L’endroit est propre, récuré et ne sent point mauvais.
    Un large sourire fendit le visage du mendiant.
    – En échange, tu t’occuperas du bouc. Il peut
paître dans le cimetière. Tu pourras aussi surveiller ce qui se passe là-bas.
    Athelstan éprouva un élan de triomphe. Il se méfiait
toujours de ce que patricotaient ses paroissiens dans le cimetière, qu’il s’agisse
de Pike et Watkin quand ils étaient ivres ou des amours de Cecily la ribaude. Fouillant
dans son escarcelle, il en tira une piécette.
    – Emmène le bouc. Tu trouveras de la corde au
dépositoire. Laisse-le brouter mais assure-toi que la longe est assez longue et
attache-la à un des anneaux du mur.
    Godbless acquiesça et examina la pièce.

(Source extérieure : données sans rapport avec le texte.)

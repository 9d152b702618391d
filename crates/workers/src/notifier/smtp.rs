use async_trait::async_trait;
use lettre::message::header::ContentType;
use lettre::message::Mailbox;
use lettre::transport::smtp::authentication::Credentials;
use lettre::{AsyncSmtpTransport, AsyncTransport, Message, Tokio1Executor};

use riskwatch_common::model::Channel;

use super::channel::{Notifier, NotifyError};
use super::render::RenderedContent;

#[derive(Debug, Clone)]
pub struct SmtpSettings {
    pub host: String,
    pub port: u16,
    pub username: Option<String>,
    pub password: Option<String>,
    pub from: String,
    pub starttls: bool,
}

pub struct SmtpNotifier {
    from: Mailbox,
    transport: AsyncSmtpTransport<Tokio1Executor>,
}

impl SmtpNotifier {
    pub fn new(settings: &SmtpSettings) -> Result<Self, NotifyError> {
        let from: Mailbox = settings
            .from
            .parse()
            .map_err(|e: lettre::address::AddressError| {
                NotifyError::permanent(format!("sender address: {e}"))
            })?;

        let mut builder = if settings.starttls {
            AsyncSmtpTransport::<Tokio1Executor>::starttls_relay(&settings.host)
                .map_err(|e| NotifyError::permanent(e.to_string()))?
        } else {
            AsyncSmtpTransport::<Tokio1Executor>::builder_dangerous(&settings.host)
        };
        builder = builder.port(settings.port);
        if let (Some(user), Some(pass)) = (&settings.username, &settings.password) {
            builder = builder.credentials(Credentials::new(user.clone(), pass.clone()));
        }

        Ok(Self {
            from,
            transport: builder.build(),
        })
    }
}

fn classify(e: lettre::transport::smtp::Error) -> NotifyError {
    if e.is_permanent() {
        NotifyError::permanent(e.to_string())
    } else {
        NotifyError::transient(e.to_string())
    }
}

fn build_message(from: &Mailbox, recipient: &str, content: &RenderedContent) -> Result<Message, NotifyError> {
    let to: Mailbox = recipient
        .parse()
        .map_err(|e: lettre::address::AddressError| {
            NotifyError::permanent(format!("recipient {recipient}: {e}"))
        })?;

    Message::builder()
        .from(from.clone())
        .to(to)
        .subject(content.subject.clone())
        .header(ContentType::TEXT_PLAIN)
        .body(content.body.clone())
        .map_err(|e| NotifyError::permanent(e.to_string()))
}

#[async_trait]
impl Notifier for SmtpNotifier {
    fn channel(&self) -> Channel {
        Channel::Email
    }

    fn name(&self) -> &str {
        "smtp"
    }

    async fn send(&self, recipient: &str, content: &RenderedContent) -> Result<(), NotifyError> {
        let email = build_message(&self.from, recipient, content)?;
        self.transport.send(email).await.map_err(classify)?;
        Ok(())
    }

    async fn probe(&self) -> Result<(), NotifyError> {
        match self.transport.test_connection().await {
            Ok(true) => Ok(()),
            Ok(false) => Err(NotifyError::transient("smtp server did not answer NOOP")),
            Err(e) => Err(classify(e)),
        }
    }
}

#[cfg(test)]
mod tests {
    use super::*;
    use riskwatch_common::model::Severity;

    fn content() -> RenderedContent {
        RenderedContent {
            alert_id: "a-1".into(),
            severity: Severity::High,
            escalated: false,
            subject: "[HIGH] Late shipment (risk)".into(),
            body: "Alert: Late shipment\n".into(),
        }
    }

    fn settings() -> SmtpSettings {
        SmtpSettings {
            host: "localhost".into(),
            port: 2525,
            username: None,
            password: None,
            from: "riskwatch@example.com".into(),
            starttls: false,
        }
    }

    #[test]
    fn malformed_recipient_is_permanent() {
        let from: Mailbox = "riskwatch@example.com".parse().unwrap();
        let err = build_message(&from, "not-an-address", &content()).unwrap_err();
        assert!(!err.is_transient());
    }

    #[test]
    fn builds_message_for_valid_recipient() {
        let from: Mailbox = "riskwatch@example.com".parse().unwrap();
        assert!(build_message(&from, "ops@example.com", &content()).is_ok());
    }

    #[test]
    fn bad_sender_rejected_at_construction() {
        let mut s = settings();
        s.from = "nope".into();
        assert!(SmtpNotifier::new(&s).is_err());
    }

    #[tokio::test]
    async fn unreachable_server_is_transient() {
        let mut s = settings();
        s.host = "127.0.0.1".into();
        s.port = 1;
        let n = SmtpNotifier::new(&s).unwrap();
        let err = n.send("ops@example.com", &content()).await.unwrap_err();
        assert!(err.is_transient());
    }
}
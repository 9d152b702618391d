use axum::middleware::from_fn_with_state;
use axum::routing::{get, post};
use axum::Router;
use std::sync::Arc;
use std::time::Duration;
use tokio_util::task::TaskTracker;

use riskwatch_common::repository::ConfigurationRepository;
use riskwatch_workers::dispatch::DispatchEngine;

use super::{admin, alerts, configurations, health, metrics};
use crate::metrics::server_metrics::ServerMetrics;
use crate::middleware::observe::observe;
use crate::middleware::rate_limit::rate_limit;
use crate::ratelimit::AdmissionController;

#[derive(Clone)]
pub struct AppState {
    pub engine: DispatchEngine,
    pub configurations: Arc<dyn ConfigurationRepository>,
    pub admission: AdmissionController,
    pub metrics: Arc<ServerMetrics>,
    pub rate_limit_enabled: bool,
    /// Dispatches started by alert creation, drained on shutdown.
    pub dispatches: TaskTracker,
}

pub fn router(state: AppState) -> Router {
    Router::new()
        .route("/healthz", get(health::healthz))
        .route("/ready", get(health::ready))
        .route("/metrics", get(metrics::metrics))
        .route("/health/channels", get(health::channels))
        .route("/alerts", get(alerts::list_alerts).post(alerts::create_alert))
        .route("/alerts/stats", get(alerts::alert_stats))
        .route("/alerts/{id}", get(alerts::get_alert))
        .route("/alerts/{id}/deliveries", get(alerts::alert_deliveries))
        .route("/alerts/{id}/acknowledge", post(alerts::acknowledge_alert))
        .route("/alerts/{id}/resolve", post(alerts::resolve_alert))
        .route(
            "/alert-configurations",
            get(configurations::list_configurations).post(configurations::create_configuration),
        )
        .route(
            "/alert-configurations/{id}",
            get(configurations::get_configuration)
                .put(configurations::update_configuration)
                .delete(configurations::delete_configuration),
        )
        .route("/admin/rate-limits/reset", post(admin::reset_rate_limit))
        .layer(from_fn_with_state(state.clone(), rate_limit))
        .layer(from_fn_with_state(state.clone(), observe))
        .with_state(state)
}

/// Stops accepting dispatch work and waits for what is in flight. Returns
/// how many dispatches were still running when `timeout` elapsed.
pub async fn drain_dispatches(dispatches: &TaskTracker, timeout: Duration) -> usize {
    dispatches.close();
    if tokio::time::timeout(timeout, dispatches.wait()).await.is_ok() {
        return 0;
    }
    dispatches.len()
}
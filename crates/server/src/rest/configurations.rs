use axum::extract::rejection::JsonRejection;
use axum::extract::{Path, State};
use axum::http::StatusCode;
use axum::Json;
use serde::Deserialize;

use riskwatch_common::clock::now_ms;
use riskwatch_common::model::{
    AlertConfiguration, AlertType, ChannelTarget, EscalationTier, RetryPolicy, Severity,
};

use super::alerts::json_body;
use super::error::ApiError;
use super::AppState;

#[derive(Debug, Deserialize)]
pub struct ConfigurationRequest {
    pub name: String,
    pub description: Option<String>,
    pub alert_type: AlertType,
    #[serde(default = "yes")]
    pub enabled: bool,
    pub min_severity: Option<Severity>,
    pub channels: Vec<ChannelTarget>,
    pub escalation: Option<EscalationTier>,
    #[serde(default)]
    pub retry: RetryPolicy,
}

fn yes() -> bool {
    true
}

fn validate(req: &ConfigurationRequest) -> Result<(), ApiError> {
    if req.name.trim().is_empty() {
        return Err(ApiError::bad_request("name must not be empty"));
    }
    if req.channels.is_empty() {
        return Err(ApiError::bad_request("at least one channel is required"));
    }
    if req.channels.iter().any(|t| t.recipient.trim().is_empty()) {
        return Err(ApiError::bad_request("channel recipients must not be empty"));
    }
    if req.retry.max_attempts == 0 {
        return Err(ApiError::bad_request("retry.max_attempts must be >= 1"));
    }
    if let Some(tier) = &req.escalation {
        if tier.deadline_ms <= 0 || tier.deadline_ms > EscalationTier::MAX_DEADLINE_MS {
            return Err(ApiError::bad_request(format!(
                "escalation.deadline_ms must be between 1 and {}",
                EscalationTier::MAX_DEADLINE_MS
            )));
        }
        if tier.targets.is_empty() {
            return Err(ApiError::bad_request("escalation needs at least one target"));
        }
    }
    Ok(())
}

fn build(id: String, req: ConfigurationRequest, created_at_ms: i64, now: i64) -> AlertConfiguration {
    AlertConfiguration {
        id,
        name: req.name,
        description: req.description,
        alert_type: req.alert_type,
        enabled: req.enabled,
        min_severity: req.min_severity,
        channels: req.channels,
        escalation: req.escalation,
        retry: req.retry,
        created_at_ms,
        updated_at_ms: now,
    }
}

pub async fn list_configurations(
    State(state): State<AppState>,
) -> Result<Json<Vec<AlertConfiguration>>, ApiError> {
    Ok(Json(state.configurations.find_all().await?))
}

pub async fn get_configuration(
    State(state): State<AppState>,
    Path(id): Path<String>,
) -> Result<Json<AlertConfiguration>, ApiError> {
    state
        .configurations
        .find_by_id(&id)
        .await?
        .map(Json)
        .ok_or_else(|| ApiError::not_found(format!("configuration {id} not found")))
}

pub async fn create_configuration(
    State(state): State<AppState>,
    body: Result<Json<ConfigurationRequest>, JsonRejection>,
) -> Result<(StatusCode, Json<AlertConfiguration>), ApiError> {
    let req = json_body(body)?;
    validate(&req)?;

    let now = now_ms();
    let configuration = build(uuid::Uuid::new_v4().to_string(), req, now, now);
    state.configurations.save(&configuration).await?;
    tracing::info!(
        configuration_id = %configuration.id,
        alert_type = configuration.alert_type.as_str(),
        channels = configuration.channels.len(),
        "alert configuration created"
    );
    Ok((StatusCode::CREATED, Json(configuration)))
}

pub async fn update_configuration(
    State(state): State<AppState>,
    Path(id): Path<String>,
    body: Result<Json<ConfigurationRequest>, JsonRejection>,
) -> Result<Json<AlertConfiguration>, ApiError> {
    let req = json_body(body)?;
    validate(&req)?;

    let existing = state
        .configurations
        .find_by_id(&id)
        .await?
        .ok_or_else(|| ApiError::not_found(format!("configuration {id} not found")))?;

    let configuration = build(id, req, existing.created_at_ms, now_ms());
    state.configurations.save(&configuration).await?;
    Ok(Json(configuration))
}

pub async fn delete_configuration(
    State(state): State<AppState>,
    Path(id): Path<String>,
) -> Result<StatusCode, ApiError> {
    if state.configurations.delete(&id).await? {
        tracing::info!(configuration_id = %id, "alert configuration deleted");
        Ok(StatusCode::NO_CONTENT)
    } else {
        Err(ApiError::not_found(format!("configuration {id} not found")))
    }
}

    – Puis va donc chez le vendeur de tourtes. Au
coin de la rue. Demande à Merrylegs une de ses tourtes les plus fraîches et
dis-lui que dorénavant tu fais partie de notre paroisse.
    Godbless bondit mais le prêtre l’attrapa par le bras.
    – Nous ne pouvons pas continuer à l’appeler Judas,
n’est-ce pas ? Il y avait un autre apôtre, qui, lui, n’a pas trahi le
Christ. Il avait un nom qui ressemble à Judas. Ah, c’est ça ! Jude ou
Thaddée !
    Athelstan plongea les doigts dans le bénitier et
aspergea l’homme et l’animal.
    – Je te rebaptise Thaddée, bouc de cette paroisse !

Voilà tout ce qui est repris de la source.